I have had a bit of a setback.. Friday my BF announced he is taking a job 90 miles away, in his old city, a big one, and MOVED out! I am in shock. I need some support and advice. This not a well paying job, it is about what he is getting in unemployment. In fact he is hired as an independent contractor. He has been unemployed for over a year, as have I. He did work last year, he gets UE until the fall. I get he wants to work, but this not much more than UE, which he will forfeit. My guy friend said he panicked a bit. I did not see this coming at all. We have been living together 3 years. I feel like the rug has been pulled out from beneath me. I have no one. I was divorced in 08 after a long term marriage and have no kids and no family. With the divorce, the job loss I have lost any friends I did have. I don't have even a friend to call and talk to. I only have my guy friend, and my BF was always the secure type that I had men friend! When I lost my job, I did not return some of their calls. That is on me. Hoarding is not good to have people over either.
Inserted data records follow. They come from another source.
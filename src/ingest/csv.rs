use chrono::NaiveDateTime;
use regex::Regex;
use serde::{Deserialize, Deserializer};
use std::sync::LazyLock;

use crate::ingest::IngestError;

const UPLOAD_TIME_FORMAT: &str = "%d-%m-%Y-%H-%M-%S";

static UPLOAD_NAME: LazyLock<Regex> = LazyLock::new(|| {
    Regex::new(r"^[A-Za-z0-9]+[\d.]*_\d{2}-\d{2}-\d{4}-\d{2}-\d{2}-\d{2}_\d{2}-\d{2}-\d{4}-\d{2}-\d{2}-\d{2}$")
        .expect("valid upload name pattern")
});

/// Test identity carried in an upload's file name:
/// `<TestName>_<dd-mm-YYYY-HH-MM-SS>_<dd-mm-YYYY-HH-MM-SS>.csv`.
#[derive(Debug, Clone, PartialEq)]
pub struct UploadName {
    pub test_name: String,
    pub start: NaiveDateTime,
    pub end: NaiveDateTime,
}

impl UploadName {
    pub fn parse(file_name: &str) -> Result<Self, IngestError> {
        let invalid = |reason: &str| {
            IngestError::InvalidFileName(format!(
                "{}: {} (expected <TestName>_<dd-mm-YYYY-HH-MM-SS>_<dd-mm-YYYY-HH-MM-SS>.csv)",
                file_name, reason
            ))
        };

        // Browsers may send a full client-side path
        let base = file_name.rsplit(['/', '\\']).next().unwrap_or(file_name);
        let stem = match base.rsplit_once('.') {
            Some((stem, ext)) if ext.eq_ignore_ascii_case("csv") => stem,
            _ => return Err(invalid("not a .csv file")),
        };

        if !UPLOAD_NAME.is_match(stem) {
            return Err(invalid("name does not match the pattern"));
        }

        let mut parts = stem.split('_');
        let (Some(test_name), Some(start), Some(end)) = (parts.next(), parts.next(), parts.next())
        else {
            return Err(invalid("name does not match the pattern"));
        };

        let start = NaiveDateTime::parse_from_str(start, UPLOAD_TIME_FORMAT)
            .map_err(|e| invalid(&format!("bad start time ({})", e)))?;
        let end = NaiveDateTime::parse_from_str(end, UPLOAD_TIME_FORMAT)
            .map_err(|e| invalid(&format!("bad end time ({})", e)))?;
        if end < start {
            return Err(invalid("end time is before start time"));
        }

        Ok(Self {
            test_name: test_name.to_string(),
            start,
            end,
        })
    }

    /// Wall-clock length of the run as `mm:ss`; minutes are not wrapped into hours.
    pub fn duration_mm_ss(&self) -> String {
        let secs = (self.end - self.start).num_seconds().max(0);
        format!("{:02}:{:02}", secs / 60, secs % 60)
    }
}

/// One line of a JMeter aggregate report.
#[derive(Debug, Clone, PartialEq, Deserialize)]
pub struct AggregateRow {
    #[serde(rename = "Label")]
    pub label: String,
    #[serde(rename = "# Samples")]
    pub samples: i64,
    #[serde(rename = "Average")]
    pub average: f64,
    #[serde(rename = "Median")]
    pub median: f64,
    #[serde(rename = "90% Line")]
    pub p90: f64,
    #[serde(rename = "95% Line")]
    pub p95: f64,
    #[serde(rename = "99% Line")]
    pub p99: f64,
    #[serde(rename = "Min")]
    pub min: f64,
    #[serde(rename = "Max")]
    pub max: f64,
    #[serde(rename = "Error %", deserialize_with = "percentage")]
    pub error_percentage: f64,
    #[serde(rename = "Throughput")]
    pub throughput: f64,
    #[serde(rename = "Received KB/sec")]
    pub received_kb_per_sec: f64,
    #[serde(rename = "Std. Dev.")]
    pub std_dev: f64,
}

impl AggregateRow {
    pub fn is_total(&self) -> bool {
        self.label == "TOTAL"
    }
}

/// Accepts `"1.25%"` as well as a bare `1.25`.
fn percentage<'de, D>(deserializer: D) -> Result<f64, D::Error>
where
    D: Deserializer<'de>,
{
    let raw = String::deserialize(deserializer)?;
    raw.trim()
        .trim_end_matches('%')
        .trim()
        .parse::<f64>()
        .map_err(|e| serde::de::Error::custom(format!("invalid percentage {:?}: {}", raw, e)))
}

/// Parses an aggregate report upload. A UTF-8 byte order mark is tolerated and
/// blank lines are skipped.
pub fn parse_aggregate_report(bytes: &[u8]) -> Result<Vec<AggregateRow>, IngestError> {
    let text = std::str::from_utf8(bytes)
        .map_err(|e| IngestError::ParsingError(format!("upload is not UTF-8: {}", e)))?;
    let text = text.strip_prefix('\u{feff}').unwrap_or(text);

    if text.trim().is_empty() {
        return Err(IngestError::EmptyFile);
    }

    let mut reader = csv::ReaderBuilder::new()
        .trim(csv::Trim::All)
        .from_reader(text.as_bytes());

    let mut rows = Vec::new();
    for (index, record) in reader.deserialize::<AggregateRow>().enumerate() {
        // Header is line 1
        let row = record.map_err(|e| {
            IngestError::ParsingError(format!("line {}: {}", index + 2, e))
        })?;
        rows.push(row);
    }

    if rows.is_empty() {
        return Err(IngestError::EmptyFile);
    }
    Ok(rows)
}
I have been a wreck. We do not fight, but I know that not finding a job has took its toil on him. He said the only tie to this area is me. I own or almost own my house, I can't move. He said we did not break up. He is not a hoarder, and watching him pack what little owns, like 3 suitcases was super hard today. He is to stay at gay guy couples condo guest room as a favor. He can not afford an apartment, so that nixes me going there for weekends or even weekdays. He can not afford the gas for every weekend, though that has not come up yet. We did talk and he said we are not breaking up.. but I do feel the fear. Financially for me too, my UE up next week, he did pay me rent to live here.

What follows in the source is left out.